The doctor administered a shot of cortisone (safe because I wasn’t breastfeeding) and put me on a weeklong regimen of prescription anti-inflammatories. The pain returned about a month later. It was so bad I thought I would drop my daughter, who was by then maybe 10 or 12 pounds. I could hardly get her in and out of her crib. Washing my hair or putting it in a ponytail became a torture session. Even opening a jar became impossible because I couldn’t grip anything with my left hand.

The doctor gave me another cortisone injection The next step, he said, was surgery. So, you can imagine how happy I was when the pain disappeared and all was well for about six months. Then I felt a twinge again. It wasn’t long before that familiar slight jab became a full-fledged stab that interfered with my life.

I went to another doctor for a second opinion since I knew the first guy would want to cut me open. This doc gave me a prescription anti-inflammatory cream to rub on the affected area twice a day. I had to leave it for about 20 minutes and wash it off, being careful not to get it on my clothes or on Ellie, so that was convenient. He also put me in a sturdier wrist brace that basically removed movement in my wrist and thumb and told me to take off the brace only to shower and apply ice four times a day, also convenient.

I went back to his office four weeks later with no change. He sent me for an MRI and put the surgery wheels in motion. I ended up on the operating table of another physician–a hand specialist at Georgetown University–in February 2011, almost a year to the date of my first diagnosis.

My surgeon, Scott Edwards, said pregnancy-induced hormonal and fluid changes get the ball rolling on the condition, but it’s usually not until the baby is out and the mom is doing new repetitive motions such as lifting and carrying the child that the pain kicks in. It’s often considered a repetitive stress injury because the new movements are making moms use their hands in unfamiliar ways.

There’s no way to avoid the condition, Edwards said. Usually isolating the wrist and thumb and taking some anti-inflammatories do the trick in curing the problem. For those who need more, the cortisone shots are a very common solution. Only rare cases go all the way to surgery. Lucky me.
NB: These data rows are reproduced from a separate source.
//! Generator configuration
//!
//! Defaults cover the common case; `Config::from_env` lets the driver and the
//! binary pick up overrides from `TESTABLE_*` environment variables.

use crate::consts::{DEFAULT_CLASS_SUFFIX, DEFAULT_INDENT_WIDTH, DEFAULT_PERMISSIVE_EXCEPTION};
use crate::error::{Error, Result};

#[derive(Debug, Clone, PartialEq, Eq)]
pub struct Config {
    /// Indentation unit used by the writer
    pub indent: String,
    /// Exception type declared on rewritten private methods
    pub permissive_exception: String,
    /// Appended to the original simple name when the driver names a synthetic class
    pub class_suffix: String,
    /// Emit per-member debug logging
    pub debug: bool,
}

impl Default for Config {
    fn default() -> Self {
        Self {
            indent: " ".repeat(DEFAULT_INDENT_WIDTH),
            permissive_exception: DEFAULT_PERMISSIVE_EXCEPTION.to_string(),
            class_suffix: DEFAULT_CLASS_SUFFIX.to_string(),
            debug: false,
        }
    }
}

impl Config {
    /// Build a configuration from `TESTABLE_*` environment variables
    pub fn from_env() -> Result<Self> {
        Self::from_lookup(|key| std::env::var(key).ok())
    }

    fn from_lookup<F>(lookup: F) -> Result<Self>
    where
        F: Fn(&str) -> Option<String>,
    {
        let mut config = Self::default();

        if let Some(width) = lookup("TESTABLE_INDENT") {
            let width: usize = width.trim().parse().map_err(|_| {
                Error::config_error(format!("TESTABLE_INDENT must be a number of spaces, got '{}'", width))
            })?;
            if width == 0 || width > 16 {
                return Err(Error::config_error(format!("TESTABLE_INDENT out of range: {}", width)));
            }
            config.indent = " ".repeat(width);
        }

        if let Some(exception) = lookup("TESTABLE_PERMISSIVE_EXCEPTION") {
            let exception = exception.trim();
            if !is_qualified_identifier(exception) {
                return Err(Error::config_error(format!(
                    "TESTABLE_PERMISSIVE_EXCEPTION is not a type name: '{}'",
                    exception
                )));
            }
            config.permissive_exception = exception.to_string();
        }

        if let Some(suffix) = lookup("TESTABLE_CLASS_SUFFIX") {
            let suffix = suffix.trim();
            if suffix.is_empty() || !suffix.chars().all(|c| c.is_alphanumeric() || c == '_' || c == '$') {
                return Err(Error::config_error(format!("TESTABLE_CLASS_SUFFIX is not an identifier part: '{}'", suffix)));
            }
            config.class_suffix = suffix.to_string();
        }

        config.debug = lookup("TESTABLE_DEBUG").is_some();
        Ok(config)
    }
}

fn is_qualified_identifier(name: &str) -> bool {
    !name.is_empty()
        && name.split('.').all(|part| {
            let mut chars = part.chars();
            matches!(chars.next(), Some(c) if c.is_alphabetic() || c == '_' || c == '$')
                && chars.all(|c| c.is_alphanumeric() || c == '_' || c == '$')
        })
}

#[cfg(test)]
mod tests {
    use super::*;
    use std::collections::HashMap;

    fn lookup(pairs: &[(&str, &str)]) -> impl Fn(&str) -> Option<String> {
        let map: HashMap<String, String> = pairs
            .iter()
            .map(|(k, v)| (k.to_string(), v.to_string()))
            .collect();
        move |key: &str| map.get(key).cloned()
    }

    #[test]
    fn test_defaults_without_env() {
        let config = Config::from_lookup(lookup(&[])).expect("config");
        assert_eq!(config, Config::default());
        assert_eq!(config.indent, "    ");
        assert_eq!(config.permissive_exception, "Exception");
    }

    #[test]
    fn test_env_overrides() {
        let config = Config::from_lookup(lookup(&[
            ("TESTABLE_INDENT", "2"),
            ("TESTABLE_PERMISSIVE_EXCEPTION", "java.lang.Throwable"),
            ("TESTABLE_CLASS_SUFFIX", "Mockable"),
            ("TESTABLE_DEBUG", "1"),
        ]))
        .expect("config");
        assert_eq!(config.indent, "  ");
        assert_eq!(config.permissive_exception, "java.lang.Throwable");
        assert_eq!(config.class_suffix, "Mockable");
        assert!(config.debug);
    }

    #[test]
    fn test_invalid_values_rejected() {
        let err = Config::from_lookup(lookup(&[("TESTABLE_INDENT", "wide")])).unwrap_err();
        assert!(err.to_string().contains("TESTABLE_INDENT"));

        let err = Config::from_lookup(lookup(&[("TESTABLE_PERMISSIVE_EXCEPTION", "not a type")])).unwrap_err();
        assert!(matches!(err, Error::Config { .. }));

        let err = Config::from_lookup(lookup(&[("TESTABLE_CLASS_SUFFIX", "a.b")])).unwrap_err();
        assert!(matches!(err, Error::Config { .. }));
    }
}
//! Rewritable members of a class and the eligibility filter

use super::collector::MethodCollector;
use crate::ast::{ClassDecl, ConstructorDecl, MethodDecl, Modifier, ModifierSet, Parameter, TypeParam, TypeRef};
use crate::consts::CONSTRUCTOR_NAME;

/// A member collected from a class body. Whether it is a constructor is
/// decided once, by the variant, when the member is collected.
#[derive(Debug, Clone, Copy, PartialEq)]
pub enum Member<'a> {
    Constructor(&'a ConstructorDecl),
    Method(&'a MethodDecl),
}

impl<'a> Member<'a> {
    /// Method name, or `<init>` for constructors
    pub fn name(&self) -> &'a str {
        match self {
            Member::Constructor(_) => CONSTRUCTOR_NAME,
            Member::Method(m) => &m.name,
        }
    }

    pub fn is_constructor(&self) -> bool {
        matches!(self, Member::Constructor(_))
    }

    pub fn modifiers(&self) -> ModifierSet {
        match self {
            Member::Constructor(c) => c.modifiers,
            Member::Method(m) => m.modifiers,
        }
    }

    pub fn parameters(&self) -> &'a [Parameter] {
        match self {
            Member::Constructor(c) => &c.parameters,
            Member::Method(m) => &m.parameters,
        }
    }

    pub fn type_params(&self) -> &'a [TypeParam] {
        match self {
            Member::Constructor(c) => &c.type_params,
            Member::Method(m) => &m.type_params,
        }
    }

    pub fn throws(&self) -> &'a [TypeRef] {
        match self {
            Member::Constructor(c) => &c.throws,
            Member::Method(m) => &m.throws,
        }
    }

    /// `None` for constructors
    pub fn return_type(&self) -> Option<&'a TypeRef> {
        match self {
            Member::Constructor(_) => None,
            Member::Method(m) => Some(&m.return_type),
        }
    }

    pub fn is_abstract(&self) -> bool {
        self.modifiers().contains(Modifier::Abstract)
    }

    pub fn signature(&self) -> String {
        match self {
            Member::Constructor(c) => c.signature(),
            Member::Method(m) => m.signature(),
        }
    }
}

/// Whether a collected member gets a counterpart in the synthetic class.
/// Abstract methods have no body to forward to and are dropped.
pub fn is_eligible(member: &Member<'_>) -> bool {
    !member.is_abstract()
}

/// Members of `class` that will be rewritten, in declaration order
pub fn eligible_members(class: &ClassDecl) -> Vec<Member<'_>> {
    let mut members = MethodCollector::collect(class);
    members.retain(|m| {
        let keep = is_eligible(m);
        if !keep {
            log::trace!("skipping abstract {}", m.signature());
        }
        keep
    });
    members
}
The surgery involves opening the sheath around the inflamed tendons to give them more room to move around. The idea, Edwards told me, is that they can be inflamed forever and ever if they want but they won’t cause a problem because they have the space to slide.

I opted to do my surgery as an outpatient, and it was pretty straightforward. Recovery was a little more involved than I had counted on. It involved my wearing a cast halfway up my arm for 10 days that I could not wet. I also had to keep the hand elevated at all times. My husband took a week off of work to deal with our then-1-year-old, and my mother-in-law came to help the second week.

After about six to nine months and several rounds of physical therapy, I have most of my range of motion and strength back. Edwards said the surgery is 95 percent effective and this shouldn’t recur with another pregnancy. But the odds haven’t worked in my favor so far with this condition, so I’m worried my wrist will find a way to join that five percent who do get it again. Or that my right wrist will be jealous of the inch-long arrow-shaped scar on my left wrist and I’ll be affected in that hand instead.

When all of this went down, I was frustrated that no one–including my doctors and the pregnancy books and websites I read–had told me about Mommy Thumb. In fact, no one I knew had ever had it even though it turns out to be a fairly common condition. Knowing about it wouldn’t have stopped it, but at least I wouldn’t have felt so blindsided. I write about it here to let other women know what I didn’t.

Now 19 weeks into gestating Baby 2, as I start to think about finding out the gender and when I want to schedule my C-section, I am also thinking about my wrists and hoping they behave themselves.